>First, I doubt that Sokal relishes his place as a "star" or did what
>he has done to become one --- Butler tried this swipe at Sokal in her
>NLR piece and it was a totally bogus ad hominem attack. Second,
>saying his satire was merely a "schoolboy prank" sounds a bit too
>Puritan to me, and overlooks that it is just the sort of thing
>progressives have done from time to time with the mainstream media ---
>cooking up a bogus story and watching the credulous swallow it hook,
>line, and sinker without bothering to verify the facts.
You ever meet the guy? I'd barely thought of the schoolboy prank angle until I did.
Now what about these progressive hoaxes?

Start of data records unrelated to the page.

/// SMTP reminder delivery via lettre
///
/// A thin wrapper around a blocking `SmtpTransport`. With credentials the
/// transport negotiates TLS against the relay; without them it falls back
/// to a plain connection for local development relays.
///
/// The blocking send runs on the tokio blocking pool so a slow SMTP
/// server cannot stall task-list requests.

use async_trait::async_trait;
use lettre::{
    message::header::ContentType, transport::smtp::authentication::Credentials, Message,
    SmtpTransport, Transport,
};

use super::{Notifier, NotifyError};

/// SMTP relay configuration
#[derive(Debug, Clone)]
pub struct SmtpConfig {
    /// Relay hostname
    pub host: String,

    /// Relay port
    pub port: u16,

    /// Optional username; credentials are used only when both username
    /// and password are set
    pub username: Option<String>,

    /// Optional password
    pub password: Option<String>,

    /// Sender address for all reminders
    pub from_address: String,
}

/// Reminder delivery over SMTP
pub struct SmtpNotifier {
    config: SmtpConfig,
}

impl SmtpNotifier {
    /// Creates a notifier for the given relay
    pub fn new(config: SmtpConfig) -> Self {
        Self { config }
    }
}

fn send_blocking(
    config: &SmtpConfig,
    recipient: &str,
    subject: &str,
    body: &str,
) -> Result<(), NotifyError> {
    let email = Message::builder()
        .from(
            config
                .from_address
                .parse()
                .map_err(|e| NotifyError::Address(format!("Invalid from address: {}", e)))?,
        )
        .to(recipient
            .parse()
            .map_err(|e| NotifyError::Address(format!("Invalid to address: {}", e)))?)
        .subject(subject)
        .header(ContentType::TEXT_PLAIN)
        .body(body.to_string())
        .map_err(|e| NotifyError::Message(e.to_string()))?;

    let mailer = match (&config.username, &config.password) {
        (Some(username), Some(password)) => {
            let credentials = Credentials::new(username.clone(), password.clone());
            SmtpTransport::relay(&config.host)
                .map_err(|e| NotifyError::Transport(format!("SMTP relay error: {}", e)))?
                .port(config.port)
                .credentials(credentials)
                .build()
        }
        _ => SmtpTransport::builder_dangerous(&config.host)
            .port(config.port)
            .build(),
    };

    mailer
        .send(&email)
        .map_err(|e| NotifyError::Transport(e.to_string()))?;

    Ok(())
}

#[async_trait]
impl Notifier for SmtpNotifier {
    async fn notify(&self, recipient: &str, subject: &str, body: &str) -> Result<(), NotifyError> {
        let config = self.config.clone();
        let recipient = recipient.to_string();
        let subject = subject.to_string();
        let body = body.to_string();

        tokio::task::spawn_blocking(move || send_blocking(&config, &recipient, &subject, &body))
            .await
            .map_err(|e| NotifyError::Transport(format!("Delivery task failed: {}", e)))?
    }
}

#[cfg(test)]
mod tests {
    use super::*;

    fn config() -> SmtpConfig {
        SmtpConfig {
            host: "localhost".to_string(),
            port: 2525,
            username: None,
            password: None,
            from_address: "taskdeck@example.com".to_string(),
        }
    }

    #[test]
    fn test_invalid_from_address_is_rejected_before_connecting() {
        let mut bad = config();
        bad.from_address = "not-an-address".to_string();

        let result = send_blocking(&bad, "user@example.com", "s", "b");
        assert!(matches!(result, Err(NotifyError::Address(_))));
    }

    #[test]
    fn test_invalid_recipient_is_rejected_before_connecting() {
        let result = send_blocking(&config(), "garbage recipient", "s", "b");
        assert!(matches!(result, Err(NotifyError::Address(_))));
    }
}
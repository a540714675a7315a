pub mod meal_plan;
pub mod pantry;
pub mod prices;
pub mod recipes;
pub mod shopping;
pub mod staples;
pub mod stores;

use axum::http::StatusCode;
use axum::response::{IntoResponse, Response};
use axum::Json;
use serde::Serialize;
use std::sync::Arc;
use utoipa::{OpenApi, ToSchema};

use larder_core::ai::{AiError, LlmProvider};
use larder_core::CoreError;

use crate::AppState;

/// Shared error response used by all endpoints
#[derive(Debug, Clone, Serialize, ToSchema)]
pub struct ErrorResponse {
    pub error: String,
}

/// Grab a pooled connection or bail out of the handler with a 500.
#[macro_export]
macro_rules! get_conn {
    ($state:expr) => {
        match $state.pool.get() {
            Ok(conn) => conn,
            Err(e) => {
                tracing::error!("Failed to get DB connection: {}", e);
                return (
                    axum::http::StatusCode::INTERNAL_SERVER_ERROR,
                    axum::Json($crate::api::ErrorResponse {
                        error: "Database unavailable".to_string(),
                    }),
                )
                    .into_response();
            }
        }
    };
}

/// Map a core error onto a response. Conflicts are the caller's problem;
/// everything else is logged and reported as a 500.
pub fn core_error(err: CoreError) -> Response {
    match &err {
        CoreError::AlreadyExists { .. } => (
            StatusCode::CONFLICT,
            Json(ErrorResponse {
                error: err.to_string(),
            }),
        )
            .into_response(),
        _ => {
            tracing::error!("request failed: {}", err);
            (
                StatusCode::INTERNAL_SERVER_ERROR,
                Json(ErrorResponse {
                    error: "Internal error".to_string(),
                }),
            )
                .into_response()
        }
    }
}

/// Map an AI boundary error onto a response.
pub fn ai_error(err: AiError) -> Response {
    tracing::error!("AI call failed: {}", err);
    let status = match err {
        AiError::NotConfigured(_) => StatusCode::SERVICE_UNAVAILABLE,
        AiError::RateLimited { .. } => StatusCode::TOO_MANY_REQUESTS,
        _ => StatusCode::BAD_GATEWAY,
    };
    (
        status,
        Json(ErrorResponse {
            error: err.to_string(),
        }),
    )
        .into_response()
}

/// The configured provider, or a 503 telling the user how to enable AI
/// features.
pub fn require_ai(state: &AppState) -> Result<Arc<dyn LlmProvider>, Response> {
    state.ai.clone().ok_or_else(|| {
        (
            StatusCode::SERVICE_UNAVAILABLE,
            Json(ErrorResponse {
                error: "AI features not configured: set ANTHROPIC_API_KEY".to_string(),
            }),
        )
            .into_response()
    })
}

pub fn not_found(what: &str) -> Response {
    (
        StatusCode::NOT_FOUND,
        Json(ErrorResponse {
            error: format!("{what} not found"),
        }),
    )
        .into_response()
}

/// Generate the complete OpenAPI spec by merging all module specs
pub fn openapi() -> utoipa::openapi::OpenApi {
    #[derive(OpenApi)]
    #[openapi(components(schemas(ErrorResponse)))]
    struct BaseApi;

    let mut spec = BaseApi::openapi();

    let modules: Vec<utoipa::openapi::OpenApi> = vec![
        pantry::ApiDoc::openapi(),
        stores::ApiDoc::openapi(),
        recipes::ApiDoc::openapi(),
        meal_plan::ApiDoc::openapi(),
        shopping::ApiDoc::openapi(),
        staples::ApiDoc::openapi(),
        prices::ApiDoc::openapi(),
    ];

    for module_spec in modules {
        spec.paths.paths.extend(module_spec.paths.paths);
        if let Some(module_components) = module_spec.components {
            if let Some(spec_components) = spec.components.as_mut() {
                spec_components.schemas.extend(module_components.schemas);
            }
        }
    }

    spec
}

There was that great trick that the Sub Pop person played on the lamestains at the New York Times, the invented glossary of grunge, but 1) the NYT deserved it, 2) it did no political or intellectual harm to those that didn't deserve harm, and 3) it was clever, original, and funny. Social Text may publish some silly stuff, but it's not the New York Times, it did more intellectual/political harm than good, and it wasn't at all original.
>Third, how
>can you say they are "writing on subjects they simply do not
>understand" when they explicitly say they are writing about the use
>and abuse of logic, evidence, etc. in a variety of works? They
>explicitly state that they are not making judgments about other
>aspects of the work.
They're being coy. The point of Sokal's initial prank was to discredit a whole kind of thought, most of which he was ignorant of - and still is. To retreat now to saying they're just cataloguing the abuse of scientific metaphor, without commenting on the rest, is either silly or dishonest. Silly in that the enterprise is trivial if you're not going to engage the rest of the thought, and dishonest if they really are trying to discredit it all the easy way.